Warning: Do you dare to play the game of life? If you don’t want to read about illness and death or you dislike dark humour please avoid this blog, but I hope you will continue to visit my Wednesday, Friday, Saturday and Sunday blogs.
Round Two – Word from Dagenham.
Reasons to be cheerful.
- So far this is better than a sudden death, time to prepare, hope instead of shock.
- Cyberspouse had thirty years in the Metropolitan Police without being murdered on duty and collected his pension; like most officers, collecting some of it as a lump sum to make the most of it just in case…
- It follows on from no. 2 that you can’t be bitter at something that is nobody’s fault.
- There are no definites; even though your friends have lost other friends in the past year, they reassure you that they know numerous people who have been living with terminal cancer for years.
- We have been absorbed into what seems to be a very caring game, with a lot of people playing. Those suffering more obscure medical disasters would not get the same wrap around treatment.
Tales of birth and death.
One set of grandparents only met me and not their following five grandchildren. I don’t remember them.
My other grandfather lived long enough to know I was marrying a policeman; having lived through the depression he was so delighted it was a chap with a secure job. He has turned out to be right!
My other grandmother lived long enough to meet her first great grandchild and literally dropped dead at 82. At the time this seemed old, now I actually have friends that age!
Our friend’s father was dying of a brain tumour as his wife was about to have their first baby. When he was born they got special permission for the baby’s father and grandmother to take him from London to Bristol to meet his grandfather. He saw his grandson, uttered his last words and was dead by the next morning. This story has always chilled me because I don’t think I could have let my newborn baby out of my sight!
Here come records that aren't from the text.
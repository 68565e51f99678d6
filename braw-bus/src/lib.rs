pub mod context;
pub mod driver;
pub mod engine;
pub mod format;
pub mod metadata;
pub mod processor;
pub mod sink;
pub mod soft;

#[cfg(test)]
pub(crate) mod mock;

pub use context::SessionConfig;
pub use driver::{DecodeOptions, Session};
pub use format::{ResolutionScale, ResourceFormat};
pub use metadata::ClipInfo;
pub use sink::{DecodeReport, EmitOrder};
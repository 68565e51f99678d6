use braw_bus::{
    DecodeOptions, DecodeReport, Session, context::FrameTicket, engine::Codec,
};
use tokio::io::{AsyncWrite, AsyncWriteExt};
use tokio_util::sync::CancellationToken;

/// Writes the clip information block.
pub async fn print_info<C, W>(session: &Session<C>, out: &mut W) -> anyhow::Result<()>
where
    C: Codec<FrameTicket> + 'static,
    W: AsyncWrite + Unpin,
{
    out.write_all(session.info().to_string().as_bytes()).await?;
    out.flush().await?;
    Ok(())
}

/// Writes the ffmpeg input arguments for the decoded stream. Nothing is
/// written when the output format has no ffmpeg equivalent.
pub async fn print_ffmpeg_format<C, W>(session: &Session<C>, out: &mut W) -> anyhow::Result<()>
where
    C: Codec<FrameTicket> + 'static,
    W: AsyncWrite + Unpin,
{
    let args = session
        .info()
        .ffmpeg_input_format(session.config().format)?;
    out.write_all(args.as_bytes()).await?;
    out.flush().await?;
    Ok(())
}

pub async fn decode<C, W>(
    session: &Session<C>,
    options: &DecodeOptions,
    out: &mut W,
    cancel: &CancellationToken,
) -> anyhow::Result<DecodeReport>
where
    C: Codec<FrameTicket> + 'static,
    W: AsyncWrite + Unpin,
{
    let verbose = session.config().verbose;
    let range = options.frame_range(session.info().frame_count);
    if verbose {
        eprintln!("Beginning decode of {}-{}", range.start, range.end);
    }

    let report = session.decode(options, out, cancel).await?;
    if verbose {
        eprintln!();
    }
    if report.dropped > 0 {
        log::warn!("{} frames could not be decoded", report.dropped);
    }
    Ok(report)
}

/// Closes the session and returns the mode's own result. A close failure is
/// only logged so it never hides the error that ended the mode.
pub async fn close_after<C>(session: Session<C>, result: anyhow::Result<()>) -> anyhow::Result<()>
where
    C: Codec<FrameTicket> + 'static,
{
    if let Err(e) = session.close().await {
        log::error!("close session error: {:#}", e);
    }
    result
}

#[cfg(test)]
#[path = "mode_test.rs"]
mod mode_test;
Why is it called the jigsaw building? I have no idea, but it is very nice; free treatment with our National Health Service ( after a lifetime of contributions ), added comforts from a charity which we have contributed to. A friend used to arrange Pink Promenades along the sea front, from Hengistbury Head to Sandbanks and back again, a walk of 14-16 miles; lunch at the Jazz Cafe, coffee and tea at Bournemouth Pier then back to her house for fish and chips with the husbands. We didn’t collect money from others, just put in a contribution for a very pleasant day out.
Perhaps it’s called Jigsaw as they take you to pieces and can’t put you back together again.
Cyberspouse’s friend sent a message, he had word from Dagenham, he was going on the 13th November to collect his new car, the first day of chemotherapy. No outing for C.
All went well, we gathered 21 days worth of tablets and as I waited outside to flag down our lift from a friend had I found the answer to the puzzle?
Completing the Picture
At least the jigsaw has been blessed by the bishop. Move forward one space.